|
The GLWQA review
|
|
What others have said >
Montréal, Quebec, October 17, 2005
Key points presented at the public meeting
- For those of us living on the shores of the St. Lawrence River and Great Lakes, part of our basic awareness must be to realize that when the water is in danger, we ourselves are in danger. We must develop a "culture of water."
- More notice is needed to prepare for the public meeting, as Quebecers are less familiar with the Agreement than those living in the Great Lakes basin.
- Great Lakes Water Quality Agreement must again become the mechanism for integrating Great Lakes issues and driving binational objectives. It was a pioneering Agreement, but has lost that quality in recent years. More binational collaboration is needed.
- A stronger preventative approach is needed. Identify threats to chemical, physical and biological integrity of the ecosystem and prevent them.
- The Agreement should contain timelines and deadlines against which progress is assessed.
- There should be citizen observers when the Agreement is reviewed following the precedent set in 1987.
- The Agreement should genuinely address the entire Great Lakes basin ecosystem, including the entire St. Lawrence River. Threats from outside the system, such as the warming of the planet, should be included.
- The problem of excessive algae, particularly in the Lake St. Louis portion of the St. Lawrence River, should be addressed.
- We are concerned about factors that reduce the supply of water, such as climate change. As the quantity of the water decreases, the concentration of contaminants will increase, particularly in the St. Lawrence River.
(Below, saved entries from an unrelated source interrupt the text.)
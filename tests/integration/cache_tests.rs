//! Slide cache integration tests.
//!
//! These tests drive the slide cache through the synthetic provider and
//! verify handle lifetime, eviction, reopen and the shared decode cache.

use std::sync::Arc;
use std::thread;

use wsi_deepzoom::color::ColorMode;
use wsi_deepzoom::error::SlideError;
use wsi_deepzoom::slide::{SlideCache, SlideCacheConfig, SlideHandle};

use super::test_utils::{SlideDir, SyntheticProvider};

fn config(capacity: usize) -> SlideCacheConfig {
    SlideCacheConfig {
        capacity,
        ..SlideCacheConfig::default()
    }
}

// =============================================================================
// Handle Lifetime
// =============================================================================

#[test]
fn test_repeated_get_opens_once() {
    let dir = SlideDir::new();
    let path = dir.add_slide("a.svs", 1000, 800);

    let provider = SyntheticProvider::new();
    let counters = provider.counters();
    let cache = SlideCache::new(provider, config(4));

    let first = cache.get(&path).unwrap();
    let second = cache.get(&path).unwrap();

    assert!(Arc::ptr_eq(&first, &second));
    assert_eq!(counters.opens(), 1);
    assert_eq!(counters.closes(), 0);
    assert_eq!(first.display_name(), "a.svs");
    assert_eq!(first.handle().dimensions(), (1000, 800));
}

#[test]
fn test_eviction_closes_least_recently_used() {
    let dir = SlideDir::new();
    let a = dir.add_slide("a.svs", 512, 512);
    let b = dir.add_slide("b.svs", 512, 512);
    let c = dir.add_slide("c.svs", 512, 512);

    let provider = SyntheticProvider::new();
    let counters = provider.counters();
    let cache = SlideCache::new(provider, config(2));

    let entry_a = cache.get(&a).unwrap();
    cache.get(&b).unwrap();
    // Touch a so b becomes least recently used
    cache.get(&a).unwrap();
    cache.get(&c).unwrap();

    assert_eq!(cache.len(), 2);
    assert!(cache.contains(&a));
    assert!(!cache.contains(&b));
    assert!(cache.contains(&c));
    assert_eq!(counters.closes(), 1);
    assert!(!entry_a.is_closed());
}

#[test]
fn test_evicted_slide_reopens_on_next_get() {
    let dir = SlideDir::new();
    let a = dir.add_slide("a.svs", 512, 512);
    let b = dir.add_slide("b.svs", 512, 512);

    let provider = SyntheticProvider::new();
    let counters = provider.counters();
    let cache = SlideCache::new(provider, config(1));

    let old_a = cache.get(&a).unwrap();
    cache.get(&b).unwrap();
    assert!(old_a.is_closed());

    let new_a = cache.get(&a).unwrap();
    assert!(!new_a.is_closed());
    assert!(!Arc::ptr_eq(&old_a, &new_a));
    assert_eq!(counters.opens(), 3);
    assert_eq!(counters.live_handles(), 1);
}

#[test]
fn test_drop_closes_every_handle() {
    let dir = SlideDir::new();
    let a = dir.add_slide("a.svs", 512, 512);
    let b = dir.add_slide("b.svs", 512, 512);

    let provider = SyntheticProvider::new();
    let counters = provider.counters();
    {
        let cache = SlideCache::new(provider, config(4));
        cache.get(&a).unwrap();
        cache.get(&b).unwrap();
        assert_eq!(counters.live_handles(), 2);
    }

    assert_eq!(counters.opens(), 2);
    assert_eq!(counters.closes(), 2);
}

#[test]
fn test_concurrent_first_access_keeps_one_handle() {
    let dir = SlideDir::new();
    let path = dir.add_slide("a.svs", 1024, 1024);

    let provider = SyntheticProvider::new();
    let counters = provider.counters();
    let cache = Arc::new(SlideCache::new(provider, config(4)));

    let handles: Vec<_> = (0..8)
        .map(|_| {
            let cache = Arc::clone(&cache);
            let path = path.clone();
            thread::spawn(move || cache.get(&path).unwrap())
        })
        .collect();

    let entries: Vec<_> = handles.into_iter().map(|h| h.join().unwrap()).collect();

    let cached = cache.get(&path).unwrap();
    for entry in &entries {
        assert!(Arc::ptr_eq(entry, &cached));
    }
    assert_eq!(cache.len(), 1);
    // Losing duplicate opens are closed again
    assert_eq!(counters.live_handles(), 1);
}

// =============================================================================
// Failures
// =============================================================================

#[test]
fn test_unsupported_extension_is_unreadable() {
    let dir = SlideDir::new();
    let path = dir.add_file("notes.txt", "1000x800");

    let provider = SyntheticProvider::new();
    let counters = provider.counters();
    let cache = SlideCache::new(provider, config(4));

    let result = cache.get(&path);
    assert!(matches!(result, Err(SlideError::Unreadable { .. })));
    assert_eq!(counters.opens(), 0);
    assert!(cache.is_empty());
}

#[test]
fn test_corrupt_slide_leaves_cache_untouched() {
    let dir = SlideDir::new();
    let good = dir.add_slide("good.svs", 512, 512);
    let bad = dir.add_file("bad.svs", "not a slide");

    let cache = SlideCache::new(SyntheticProvider::new(), config(1));
    cache.get(&good).unwrap();

    let result = cache.get(&bad);
    assert!(matches!(result, Err(SlideError::Unreadable { .. })));
    assert!(cache.contains(&good));
    assert_eq!(cache.len(), 1);
}

#[test]
fn test_corrupt_profile_closes_handle() {
    let dir = SlideDir::new();
    let path = dir.add_slide("a.svs", 512, 512);

    let provider = SyntheticProvider::new().with_profile(&b"not an icc profile"[..]);
    let counters = provider.counters();
    let cache = SlideCache::new(provider, config(4));

    let result = cache.get(&path);
    assert!(matches!(result, Err(SlideError::Color(_))));
    assert_eq!(counters.opens(), 1);
    assert_eq!(counters.closes(), 1);
    assert!(cache.is_empty());
}

#[test]
fn test_corrupt_profile_ignored_when_stripping() {
    let dir = SlideDir::new();
    let path = dir.add_slide("a.svs", 512, 512);

    let provider = SyntheticProvider::new().with_profile(&b"not an icc profile"[..]);
    let cache = SlideCache::new(
        provider,
        SlideCacheConfig {
            color_mode: ColorMode::Ignore,
            ..SlideCacheConfig::default()
        },
    );

    let entry = cache.get(&path).unwrap();
    assert!(!entry.color_transform().changes_pixels());
}

// =============================================================================
// Derived Metadata
// =============================================================================

#[test]
fn test_microns_per_pixel_is_axis_mean() {
    let dir = SlideDir::new();
    let path = dir.add_slide("a.svs", 512, 512);

    let cache = SlideCache::new(SyntheticProvider::new().with_mpp(0.25, 0.5), config(4));
    let entry = cache.get(&path).unwrap();

    assert!((entry.microns_per_pixel() - 0.375).abs() < 1e-12);
}

#[test]
fn test_missing_mpp_is_zero() {
    let dir = SlideDir::new();
    let path = dir.add_slide("a.svs", 512, 512);

    let cache = SlideCache::new(SyntheticProvider::new(), config(4));
    assert_eq!(cache.get(&path).unwrap().microns_per_pixel(), 0.0);
}

#[test]
fn test_ceiling_survives_eviction() {
    let dir = SlideDir::new();
    let a = dir.add_slide("a.svs", 512, 512);
    let b = dir.add_slide("b.svs", 512, 512);

    let provider = SyntheticProvider::new();
    let counters = provider.counters();
    let cache = SlideCache::new(provider, config(1));

    let ceiling = cache.get(&a).unwrap().normalization_ceiling();
    cache.get(&b).unwrap();
    let reopened = cache.get(&a).unwrap();

    assert_eq!(counters.opens(), 3);
    // a and b measured once each; the reopen hits the memo
    assert_eq!(counters.lowest_level_reads(), 2);
    assert_eq!(reopened.normalization_ceiling(), ceiling);
    assert!(ceiling > 0.0);
}

// =============================================================================
// Shared Decode Cache
// =============================================================================

#[test]
fn test_shared_decode_cache_attached_when_supported() {
    let dir = SlideDir::new();
    let path = dir.add_slide("a.svs", 1000, 800);

    let cache = SlideCache::new(SyntheticProvider::new().with_shared_cache(), config(4));
    assert!(cache.decode_cache().is_some());

    let entry = cache.get(&path).unwrap();
    assert!(entry.handle().has_decode_cache());
}

#[test]
fn test_no_decode_cache_without_support() {
    let dir = SlideDir::new();
    let path = dir.add_slide("a.svs", 1000, 800);

    let cache = SlideCache::new(SyntheticProvider::new(), config(4));
    assert!(cache.decode_cache().is_none());
    assert!(!cache.get(&path).unwrap().handle().has_decode_cache());
}

#[test]
fn test_decode_cache_shared_across_reopen() {
    let dir = SlideDir::new();
    let a = dir.add_slide("a.svs", 1000, 800);

    let provider = SyntheticProvider::new().with_shared_cache();
    let counters = provider.counters();
    let cache = SlideCache::new(provider, config(4));

    let entry = cache.get(&a).unwrap();
    entry.read_tile(10, 0, 0).unwrap();
    entry.read_tile(10, 0, 0).unwrap();

    assert_eq!(counters.tile_reads(), 2);
    assert_eq!(counters.decoded_blocks(), 1);
    assert_eq!(cache.decode_cache().map(|c| c.len()), Some(1));
}
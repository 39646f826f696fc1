use image::{DynamicImage, Rgb, RgbImage};

use crate::error::OverlayError;

use super::ramp::ColorRamp;

/// Recolour `image` through `ramp`, normalizing intensities by `ceiling`.
///
/// Each pixel's intensity is the unweighted mean of all its channels (alpha
/// included), clamped to `[0, ceiling]` and rescaled to `[0, 1]`. A ceiling
/// that is not positive rescales every pixel to 0. The output always has
/// the input's dimensions.
pub fn apply_colormap(
    image: &DynamicImage,
    ramp: &ColorRamp,
    ceiling: f64,
) -> Result<RgbImage, OverlayError> {
    let (width, height) = (image.width(), image.height());

    match ramp.colors() {
        [] => return Err(OverlayError::DegenerateRamp),
        [only] => return Ok(RgbImage::from_pixel(width, height, Rgb(*only))),
        _ => {}
    }

    let intensities = mean_intensities(image)?;
    let mut output = RgbImage::new(width, height);

    for (pixel, intensity) in output.pixels_mut().zip(intensities) {
        let t = normalize(intensity, ceiling);
        if let Some(color) = ramp.color_at(t) {
            *pixel = Rgb(color);
        }
    }

    Ok(output)
}

fn normalize(intensity: f64, ceiling: f64) -> f64 {
    if ceiling.is_nan() || ceiling <= 0.0 || intensity.is_nan() {
        return 0.0;
    }
    intensity.clamp(0.0, ceiling) / ceiling
}

fn mean_intensities(image: &DynamicImage) -> Result<Vec<f64>, OverlayError> {
    fn means<T: Copy + Into<f64>>(raw: &[T], channels: usize) -> Vec<f64> {
        raw.chunks_exact(channels)
            .map(|px| px.iter().map(|&v| v.into()).sum::<f64>() / channels as f64)
            .collect()
    }

    let intensities = match image {
        DynamicImage::ImageLuma8(img) => means(img.as_raw(), 1),
        DynamicImage::ImageLumaA8(img) => means(img.as_raw(), 2),
        DynamicImage::ImageRgb8(img) => means(img.as_raw(), 3),
        DynamicImage::ImageRgba8(img) => means(img.as_raw(), 4),
        DynamicImage::ImageLuma16(img) => means(img.as_raw(), 1),
        DynamicImage::ImageLumaA16(img) => means(img.as_raw(), 2),
        DynamicImage::ImageRgb16(img) => means(img.as_raw(), 3),
        DynamicImage::ImageRgba16(img) => means(img.as_raw(), 4),
        DynamicImage::ImageRgb32F(img) => means(img.as_raw(), 3),
        DynamicImage::ImageRgba32F(img) => means(img.as_raw(), 4),
        other => {
            return Err(OverlayError::UnsupportedPixelLayout(format!(
                "{:?}",
                other.color()
            )))
        }
    };
    Ok(intensities)
}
- The public depends on being consulted by the IJC on Great Lakes-St. Lawrence River issues. More public consultation is needed on everything concerning these waters.
- Activities on the shores, such as removal of trees, draining and filling of wetlands, pig farming and pumping of the highland lakes into the river, have contributed to elevated levels of phosphorus, phosphates and nitrates. Cynano-bacteria are being found in the St. Lawrence River for the first time.
- Projects, such as the Seaway expansion and diversion of water to the American southwest, threaten the St. Lawrence River. The U.S. Congress will decide who will get our water.
- The federal government must also participate in funding water treatment along the St. Lawrence River. Our infrastructure is outdated and inadequate.
- How can the Agreement be used to prevent diversions from one polluted watercourse to another? Diversions must be considered in the Agreement review.
- Citizens want to be able to safely bathe in the waters on the St. Lawrence and throughout the Great Lakes.
- The Boundary Waters Treaty and Great Lakes Water Quality Agreement need to play a more prominent role in United States-Canada affairs, as was evidenced by the Devils Lake issue. The public needs to be more involved in this work.
- The claim brought by some Texan ranchers for tributary waters of the Rio Grande against Mexico shows that the North American Free Trade Agreement may override other domestic and international authorities.
- More information needs to be available in French from Great Lakes organizations. The IJC is one of the few Great Lakes organizations that makes French-language information available.
- The Agreement should take an approach similar to Hazard Analysis and Critical Control Point approach. In addressing environmental, aesthetic and health problems, one can typically target the 20 percent of the issue that causes 80 percent of the impacts.